MPC Study Group: Oblivious Transfer Extension Part 3

This week’s zoom meetup was postponed, these are some personal study notes for malicious oblivious transfer extension [1] which we partly covered last week.

Malicious Oblivious Transfer Extension

Last week we looked at how the semi-honest oblivious transfer protocol from [1, protocol 1] was not secure against a malicious receiver $P_r$. In particular, the protocol can be made malicious-secure if it is ensured that the receiver always uses the same $r$ in step 2(a) in protocol 1, for the computation of $u^i = t^i \oplus G(k^1_i) \oplus r$. We refer to this as checking the consistency of $r$, which is the topic of this post.

Consistency Check of $r$

First, let us deal with a somewhat easier problem.

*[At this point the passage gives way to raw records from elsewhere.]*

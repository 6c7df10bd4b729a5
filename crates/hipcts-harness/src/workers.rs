//! Guarded worker threads.
//!
//! Spawns real OS threads for a test body and joins them before returning.
//! A worker that panics despite using the threaded checks is turned into a
//! failing record, so an unwind never crosses the thread boundary.

use std::panic::{self, AssertUnwindSafe};
use std::thread;

use anyhow::{Context, Result};
use hipcts_runtime::panic_message;
use tracing::warn;

use crate::collector::TestContext;
use crate::record::{ResultRecord, SourceSite};

/// Run `body(index, ctx)` on `count` worker threads and join them all.
///
/// Fails only if a thread could not be spawned; every thread that did start
/// is still joined before this returns.
pub fn spawn_workers<F>(ctx: &TestContext, count: usize, body: F) -> Result<()>
where
    F: Fn(usize, &TestContext) + Sync,
{
    let body = &body;
    thread::scope(|scope| {
        for index in 0..count {
            thread::Builder::new()
                .name(format!("worker-{}", index))
                .spawn_scoped(scope, move || run_guarded(ctx, index, body))
                .with_context(|| format!("failed to spawn worker thread {}", index))?;
        }
        Ok(())
    })
}

fn run_guarded<F>(ctx: &TestContext, index: usize, body: &F)
where
    F: Fn(usize, &TestContext),
{
    if let Err(payload) = panic::catch_unwind(AssertUnwindSafe(|| body(index, ctx))) {
        let message = panic_message(payload.as_ref());
        warn!(worker = index, "worker panicked: {}", message);
        ctx.add_result(
            ResultRecord::from_condition(
                SourceSite::new(file!(), line!(), "worker completed without panicking"),
                false,
            )
            .with_detail(format!("worker {} panicked: {}", index, message)),
        );
    }
}

#[cfg(test)]
mod tests {
    use super::*;
    use crate::check_thread;
    use hipcts_runtime::Status;

    #[test]
    fn all_workers_run_and_join() {
        let mut ctx = TestContext::new();
        spawn_workers(&ctx, 8, |_, ctx| {
            for _ in 0..25 {
                check_thread!(ctx, Status::Success);
            }
        })
        .unwrap();
        let finalized = ctx.finalize_results();
        assert_eq!(finalized.total, 200);
        assert_eq!(finalized.threads, 8);
        assert!(finalized.passed());
    }

    #[test]
    fn panicking_worker_becomes_one_failure() {
        let mut ctx = TestContext::new();
        spawn_workers(&ctx, 4, |index, ctx| {
            check_thread!(ctx, Status::Success);
            if index == 2 {
                panic!("lost device handle");
            }
        })
        .unwrap();
        let finalized = ctx.finalize_results();
        assert_eq!(finalized.failures.len(), 1);
        let detail = finalized.failures[0].detail.as_deref().unwrap();
        assert!(detail.contains("worker 2 panicked: lost device handle"));
    }
}
//! Runtime collaborator interface for the hipcts conformance suite.
//!
//! The GPU runtime itself is external. This crate pins down the parts of its
//! contract the harness depends on: the status-code convention, in-order
//! asynchronous work queues, device capability queries, and the process-wide
//! coherence policy. [`HostQueue`] and [`HostDevices`] satisfy the contract on
//! the host so the harness can be tested without hardware.

use std::any::Any;

pub mod coherence;
pub mod device;
pub mod queue;
pub mod status;

pub use coherence::{CoherencePolicy, HOST_COHERENT_ENV};
pub use device::{DeviceProps, DeviceQuery, HostDevices};
pub use queue::{Callback, HostQueue, WorkQueue};
pub use status::Status;

/// Best-effort text of a panic payload.
pub fn panic_message(payload: &(dyn Any + Send)) -> String {
    if let Some(s) = payload.downcast_ref::<&str>() {
        (*s).to_string()
    } else if let Some(s) = payload.downcast_ref::<String>() {
        s.clone()
    } else {
        "non-string panic payload".to_string()
    }
}
//! Run reports: a human-readable summary table, KTAP, and JSON.

use anyhow::{Context, Result};
use chrono::{DateTime, Utc};
use clap::ValueEnum;
use serde::Serialize;

use crate::verdict::{CaseResult, CaseStatus};

#[derive(Debug, Clone, Copy, PartialEq, Eq, ValueEnum)]
pub enum Format {
    Summary,
    Ktap,
    Json,
}

#[derive(Debug, Default, Clone, Copy, PartialEq, Eq, Serialize)]
pub struct Counts {
    pub total: usize,
    pub passed: usize,
    pub failed: usize,
    pub skipped: usize,
    pub timed_out: usize,
}

/// Results of one orchestrator run.
#[derive(Debug, Serialize)]
pub struct Report {
    pub started_at: DateTime<Utc>,
    pub duration_ms: u64,
    pub counts: Counts,
    pub cases: Vec<CaseResult>,
}

impl Report {
    pub fn new(started_at: DateTime<Utc>, cases: Vec<CaseResult>) -> Self {
        let duration_ms = u64::try_from((Utc::now() - started_at).num_milliseconds()).unwrap_or(0);
        let mut counts = Counts {
            total: cases.len(),
            ..Counts::default()
        };
        for case in &cases {
            match case.status {
                CaseStatus::Pass => counts.passed += 1,
                CaseStatus::Fail => counts.failed += 1,
                CaseStatus::Skip => counts.skipped += 1,
                CaseStatus::Timeout => counts.timed_out += 1,
            }
        }
        Self {
            started_at,
            duration_ms,
            counts,
            cases,
        }
    }

    /// No case failed or timed out. Skips do not count against the run.
    pub fn all_passed(&self) -> bool {
        self.counts.failed == 0 && self.counts.timed_out == 0
    }

    pub fn render(&self, format: Format) -> Result<String> {
        match format {
            Format::Summary => Ok(self.render_summary()),
            Format::Ktap => Ok(self.render_ktap()),
            Format::Json => self.render_json(),
        }
    }

    pub fn render_summary(&self) -> String {
        let mut out = String::new();
        let width = self
            .cases
            .iter()
            .map(|case| case.binary.len() + case.name.len() + 2)
            .max()
            .unwrap_or(4)
            .max(4);

        out.push_str(&format!(
            "hipcts run started {}\n\n",
            self.started_at.format("%Y-%m-%d %H:%M:%S UTC")
        ));
        out.push_str(&format!(
            "{:<width$}  {:<8}  {:>10}\n",
            "Case",
            "Status",
            "Duration",
            width = width
        ));
        out.push_str(&format!("{}\n", "-".repeat(width + 22)));

        for case in &self.cases {
            let name = format!("{}::{}", case.binary, case.name);
            out.push_str(&format!(
                "{:<width$}  {:<8}  {:>7} ms\n",
                name,
                case.status.label(),
                case.duration_ms,
                width = width
            ));
        }

        let failing = self.cases.iter().filter(|case| case.status.is_failure());
        for case in failing {
            out.push_str(&format!(
                "\n---- {}::{} ({}) ----\n",
                case.binary,
                case.name,
                case.status.label()
            ));
            if let Some(output) = &case.output {
                out.push_str(output);
                out.push('\n');
            }
        }

        let c = &self.counts;
        out.push('\n');
        out.push_str(&format!(
            "Total: {}  Passed: {}  Failed: {}  Skipped: {}  Timed out: {}  ({} ms)\n",
            c.total, c.passed, c.failed, c.skipped, c.timed_out, self.duration_ms
        ));
        if !self.all_passed() {
            out.push_str(&format!(
                "RESULT: FAIL ({} failed, {} timed out)\n",
                c.failed, c.timed_out
            ));
        } else if c.total == 0 {
            out.push_str("RESULT: NO TESTS RUN\n");
        } else {
            out.push_str(&format!(
                "RESULT: PASS ({}/{} passed, {} skipped)\n",
                c.passed, c.total, c.skipped
            ));
        }
        out
    }

    pub fn render_ktap(&self) -> String {
        let mut out = String::from("KTAP version 1\n");
        out.push_str(&format!("1..{}\n", self.cases.len()));

        for (index, case) in self.cases.iter().enumerate() {
            let seq = index + 1;
            let name = format!("{}::{}", case.binary, case.name);
            let line = match case.status {
                CaseStatus::Pass => format!("ok {} {}", seq, name),
                CaseStatus::Skip => format!("ok {} {} # SKIP", seq, name),
                CaseStatus::Fail => match case.exit_code {
                    Some(code) => format!("not ok {} {} # FAIL exit_code={}", seq, name, code),
                    None => format!("not ok {} {} # FAIL signal", seq, name),
                },
                CaseStatus::Timeout => format!("not ok {} {} # TIMEOUT", seq, name),
            };
            out.push_str(&line);
            out.push('\n');
        }

        out.push_str(&format!(
            "# {} passed, {} failed, {} skipped, {} timed out\n",
            self.counts.passed, self.counts.failed, self.counts.skipped, self.counts.timed_out
        ));
        out
    }

    pub fn render_json(&self) -> Result<String> {
        serde_json::to_string_pretty(self).context("Failed to serialize report")
    }
}

#[cfg(test)]
mod tests {
    use super::*;

    fn case(name: &str, status: CaseStatus, exit_code: Option<i32>) -> CaseResult {
        CaseResult {
            binary: "skip_protocol".to_string(),
            name: name.to_string(),
            status,
            exit_code,
            duration_ms: 12,
            output: status.is_failure().then(|| "thread panicked".to_string()),
        }
    }

    fn sample() -> Report {
        Report::new(
            Utc::now(),
            vec![
                case("present_capability_runs", CaseStatus::Pass, Some(0)),
                case("missing_capability_skips", CaseStatus::Skip, Some(0)),
                case("gfx11_timing", CaseStatus::Fail, Some(101)),
                case("hangs", CaseStatus::Timeout, None),
            ],
        )
    }

    #[test]
    fn counts_and_exit_policy() {
        let report = sample();
        assert_eq!(
            report.counts,
            Counts {
                total: 4,
                passed: 1,
                failed: 1,
                skipped: 1,
                timed_out: 1,
            }
        );
        assert!(!report.all_passed());

        let only_skips = Report::new(
            Utc::now(),
            vec![case("missing_capability_skips", CaseStatus::Skip, Some(0))],
        );
        assert!(only_skips.all_passed());
    }

    #[test]
    fn ktap_lines() {
        let ktap = sample().render_ktap();
        let lines: Vec<&str> = ktap.lines().collect();
        assert_eq!(lines[0], "KTAP version 1");
        assert_eq!(lines[1], "1..4");
        assert_eq!(lines[2], "ok 1 skip_protocol::present_capability_runs");
        assert_eq!(lines[3], "ok 2 skip_protocol::missing_capability_skips # SKIP");
        assert_eq!(lines[4], "not ok 3 skip_protocol::gfx11_timing # FAIL exit_code=101");
        assert_eq!(lines[5], "not ok 4 skip_protocol::hangs # TIMEOUT");
        assert_eq!(lines[6], "# 1 passed, 1 failed, 1 skipped, 1 timed out");
    }

    #[test]
    fn summary_lists_failure_output() {
        let summary = sample().render_summary();
        assert!(summary.contains("---- skip_protocol::gfx11_timing (FAIL) ----\nthread panicked"));
        assert!(summary.contains("RESULT: FAIL (1 failed, 1 timed out)"));
    }

    #[test]
    fn json_report() {
        let json = sample().render_json().unwrap();
        let value: serde_json::Value = serde_json::from_str(&json).unwrap();
        assert_eq!(value["counts"]["skipped"], 1);
        assert_eq!(value["cases"][1]["status"], "SKIP");
        assert_eq!(value["cases"][3]["exit_code"], serde_json::Value::Null);
        assert!(value["cases"][0].get("output").is_none());
    }
}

Instead of checking that all $u^i$ (or a sufficient amount of $u^i$) were created with the same $r$, we instead check that a pair $u^i$ and $u^j$ was created with the same $r$.

Before the start of the consistency check (step 3 in protocol 2 [1]):

• The sender $P_s$ knows:
  • $s_i, s_j, k_i^{s_i}, k_j^{s_j}, u^i, u^j$.
• The receiver $P_r$ knows:
  • $u^i, u^j, r^i, r^j, k_i^0, k_j^0, k_i^1, k_j^1$
  • Note: we define $r^i$ as its value as derived from $u^i$: $r^i = u^i \oplus t^i \oplus G(k_i^1)$.

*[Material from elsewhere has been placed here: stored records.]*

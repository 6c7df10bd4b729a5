//! Result records produced by threaded checks.

use std::panic::Location;

use hipcts_runtime::Status;

/// Where a check was written, and the text of the checked expression.
#[derive(Debug, Clone, Copy, PartialEq, Eq)]
pub struct SourceSite {
    pub file: &'static str,
    pub line: u32,
    pub expr: &'static str,
}

impl SourceSite {
    pub const fn new(file: &'static str, line: u32, expr: &'static str) -> Self {
        Self { file, line, expr }
    }

    /// Site of the caller, through any chain of `#[track_caller]` functions.
    #[track_caller]
    pub fn caller(expr: &'static str) -> Self {
        let location = Location::caller();
        Self {
            file: location.file(),
            line: location.line(),
            expr,
        }
    }
}

/// One captured outcome of a threaded check. Immutable once built.
#[derive(Debug, Clone, PartialEq, Eq)]
pub struct ResultRecord {
    site: SourceSite,
    status: Status,
    condition: Option<bool>,
    detail: Option<String>,
}

impl ResultRecord {
    /// Outcome of a runtime call.
    pub fn from_status(site: SourceSite, status: Status) -> Self {
        Self {
            site,
            status,
            condition: None,
            detail: None,
        }
    }

    /// Outcome of a plain boolean condition.
    pub fn from_condition(site: SourceSite, outcome: bool) -> Self {
        Self {
            site,
            status: Status::Success,
            condition: Some(outcome),
            detail: None,
        }
    }

    /// Attach free-form context to the record.
    pub fn with_detail(mut self, detail: impl Into<String>) -> Self {
        self.detail = Some(detail.into());
        self
    }

    pub fn site(&self) -> SourceSite {
        self.site
    }

    pub fn status(&self) -> Status {
        self.status
    }

    pub fn condition(&self) -> Option<bool> {
        self.condition
    }

    pub fn detail(&self) -> Option<&str> {
        self.detail.as_deref()
    }

    /// A record fails when its status is not `Success` or its condition is false.
    pub fn is_failure(&self) -> bool {
        !self.status.is_success() || self.condition == Some(false)
    }
}

#[cfg(test)]
mod tests {
    use super::*;

    const SITE: SourceSite = SourceSite::new("worker.rs", 7, "queue.synchronize()");

    #[test]
    fn status_records() {
        assert!(!ResultRecord::from_status(SITE, Status::Success).is_failure());
        assert!(ResultRecord::from_status(SITE, Status::ErrorInvalidValue).is_failure());
        // Peer-access-already-enabled is tolerated on the main thread only
        assert!(ResultRecord::from_status(SITE, Status::ErrorPeerAccessAlreadyEnabled).is_failure());
    }

    #[test]
    fn condition_records() {
        let passed = ResultRecord::from_condition(SITE, true);
        assert!(!passed.is_failure());
        assert_eq!(passed.status(), Status::Success);

        let failed = ResultRecord::from_condition(SITE, false);
        assert!(failed.is_failure());
        assert_eq!(failed.condition(), Some(false));
    }

    #[test]
    fn caller_site_points_here() {
        let site = SourceSite::caller("x");
        assert!(site.file.ends_with("record.rs"));
        assert_eq!(site.line, line!() - 2);
    }
}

The goal is for the sender $P_s$ to check that $r^i = r^j$, such that the verification passes if $r^i = r^j$ and $P_r$ is not trying to cheat, and that the verification fails with probability $\frac{1}{2}$ if $r^i \neq r^j$ or $P_r$ is trying to cheat.

Consistency check of a pair $u^i, u^j$:

• $P_r$ computes and sends to $P_s$:
  • $h_{i, j}^{0,0} = H(G(k_i^0) \oplus G(k_j^0))$
  • $h_{i, j}^{0,1} = H(G(k_i^0) \oplus G(k_j^1))$
  • $h_{i, j}^{1,0} = H(G(k_i^1) \oplus G(k_j^0))$
  • $h_{i, j}^{1,1} = H(G(k_i^1) \oplus G(k_j^1))$
• $P_s$ performs following checks, fail if any of the checks fail:
  • $h_{i, j}^{s_i, s_j} = H(G(k_i^{s_i}) \oplus G(k_j^{s_j}))$
  • $h_{i, j}^{\overline{s_i}, \overline{s_j}} = H(G(k_i^{s_i}) \oplus G(k_j^{s_j}) \oplus u^i \oplus u^j)$
  • $u^i \neq u^j$
  • Note: $s_i$, $s_j$ are the bits of the random vector of $P_s$, and $\overline{s_i} = 1 - s_i$.

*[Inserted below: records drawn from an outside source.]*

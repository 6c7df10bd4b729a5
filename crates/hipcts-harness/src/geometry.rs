//! Launch sizing helpers.

use hipcts_runtime::{DeviceProps, DeviceQuery, Status};

use crate::check_thread;
use crate::collector::TestContext;

/// Blocks for a grid that keeps every compute unit busy with
/// `blocks_per_cu` blocks, grown to cover `n` elements if that is not enough.
pub fn launch_blocks(
    props: &DeviceProps,
    blocks_per_cu: u32,
    threads_per_block: u32,
    n: usize,
) -> Result<u32, Status> {
    if threads_per_block == 0 {
        return Err(Status::ErrorInvalidValue);
    }
    let blocks = props
        .multi_processor_count
        .checked_mul(blocks_per_cu)
        .ok_or(Status::ErrorInvalidValue)?;

    let covered = u64::from(blocks) * u64::from(threads_per_block);
    if covered >= n as u64 {
        return Ok(blocks);
    }
    let needed = (n as u64).div_ceil(u64::from(threads_per_block));
    u32::try_from(needed).map_err(|_| Status::ErrorInvalidValue)
}

/// Blocks for a grid of `blocks_per_cu` per compute unit, trimmed to
/// `ceil(n / threads_per_block)` when that grid would overshoot `n`.
///
/// Worker threads size their grids this way so that several of them can
/// share the device; the grid is never grown past the saturating size.
pub fn trimmed_launch_blocks(
    props: &DeviceProps,
    blocks_per_cu: u32,
    threads_per_block: u32,
    n: usize,
) -> Result<u32, Status> {
    if threads_per_block == 0 {
        return Err(Status::ErrorInvalidValue);
    }
    let blocks = props
        .multi_processor_count
        .checked_mul(blocks_per_cu)
        .ok_or(Status::ErrorInvalidValue)?;

    let covered = u64::from(blocks) * u64::from(threads_per_block);
    if covered <= n as u64 {
        return Ok(blocks);
    }
    let needed = (n as u64).div_ceil(u64::from(threads_per_block));
    u32::try_from(needed).map_err(|_| Status::ErrorInvalidValue)
}

/// [`launch_blocks`] for the current device.
pub fn num_blocks(
    device: &dyn DeviceQuery,
    blocks_per_cu: u32,
    threads_per_block: u32,
    n: usize,
) -> Result<u32, Status> {
    let ordinal = device.current_device()?;
    let props = device.properties(ordinal)?;
    launch_blocks(&props, blocks_per_cu, threads_per_block, n)
}

/// Worker-thread launch sizing with [`trimmed_launch_blocks`].
///
/// Every device query is recorded in `ctx`. Yields 0 when a failure (here or
/// on a sibling thread) stopped the computation.
pub fn num_blocks_thread(
    ctx: &TestContext,
    device: &dyn DeviceQuery,
    blocks_per_cu: u32,
    threads_per_block: u32,
    n: usize,
) -> u32 {
    let ordinal = check_thread!(ctx, device.current_device(); 0);
    let props = check_thread!(ctx, device.properties(ordinal); 0);
    check_thread!(ctx, trimmed_launch_blocks(&props, blocks_per_cu, threads_per_block, n); 0)
}

#[cfg(test)]
mod tests {
    use super::*;
    use hipcts_runtime::HostDevices;

    fn device(cus: u32) -> HostDevices {
        HostDevices::single(DeviceProps {
            multi_processor_count: cus,
            ..DeviceProps::default()
        })
    }

    #[test]
    fn saturating_grid_when_it_covers_n() {
        assert_eq!(num_blocks(&device(60), 4, 256, 1024), Ok(240));
    }

    #[test]
    fn grid_grows_to_cover_n() {
        // 2 CUs * 1 block * 64 threads = 128 < 1000
        assert_eq!(num_blocks(&device(2), 1, 64, 1000), Ok(16));
    }

    #[test]
    fn zero_threads_is_invalid() {
        assert_eq!(num_blocks(&device(2), 1, 0, 10), Err(Status::ErrorInvalidValue));
    }

    #[test]
    fn missing_device_propagates() {
        assert_eq!(
            num_blocks(&HostDevices::default(), 1, 64, 10),
            Err(Status::ErrorInvalidDevice)
        );
    }

    #[test]
    fn threaded_variant_trims_to_n() {
        let mut ctx = TestContext::new();
        // 4 CUs * 2 blocks * 256 threads = 2048 > 1024
        assert_eq!(num_blocks_thread(&ctx, &device(4), 2, 256, 1024), 4);
        assert_eq!(num_blocks_thread(&ctx, &device(4), 2, 256, 2048), 8);
        // Never grown past the saturating grid
        assert_eq!(num_blocks_thread(&ctx, &device(4), 2, 256, 4096), 8);
        assert_eq!(num_blocks_thread(&ctx, &device(4), 2, 256, 1), 1);
        assert!(ctx.finalize_results().passed());
    }

    #[test]
    fn threaded_variant_records_queries() {
        let mut ctx = TestContext::new();
        assert_eq!(num_blocks_thread(&ctx, &device(2), 1, 64, 1000), 2);
        let finalized = ctx.finalize_results();
        assert_eq!(finalized.total, 3);
        assert!(finalized.passed());
    }

    #[test]
    fn threaded_variant_yields_zero_after_failure() {
        let mut ctx = TestContext::new();
        assert_eq!(num_blocks_thread(&ctx, &HostDevices::default(), 1, 64, 10), 0);
        // Stopped by the earlier failure without recording
        assert_eq!(num_blocks_thread(&ctx, &device(2), 1, 64, 10), 0);
        let finalized = ctx.finalize_results();
        assert_eq!(finalized.total, 1);
        assert_eq!(finalized.failures[0].actual, Status::ErrorInvalidDevice);
    }
}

This check fails with probability $\frac{1}{2}$ if $r^i \neq r^j$ or $P_r$ is trying to cheat, otherwise it passes. To verify this we should consider various cases, here we look at one specific case and refer to the paper for other cases:

• Type 3 [1]: $r^i \neq r^j$ and two of $h_{i, j}^{a,b}$ for $a, b \in {0,1}$ are incorrect
  • wlog, assume that the adversary has set the values $h_{i, j}^{0,0}$ and $h_{i, j}^{0,1}$ correctly:
    • $h_{i, j}^{0,0} = H(G(k_i^0) \oplus G(k_j^0))$
    • $h_{i, j}^{0,1} = H(G(k_i^0) \oplus G(k_j^1))$
  • and the values for $h_{i, j}^{1,0}$ and $h_{i, j}^{1,1}$ incorrectly, a smart adversary may set these values to:
    • $h_{i, j}^{1,0} = H(G(k_i^0) \oplus G(k_j^1) \oplus u^i \oplus u^j)$
    • $h_{i, j}^{1,1} = H(G(k_i^0) \oplus G(k_j^0) \oplus u^i \oplus u^j)$
  • The verification passes if $s_i$ = 0, and the adversary learns that $s_i = 0$.
  • Because $s$ was chosen at random the verification fails with probability $\frac{1}{2}$.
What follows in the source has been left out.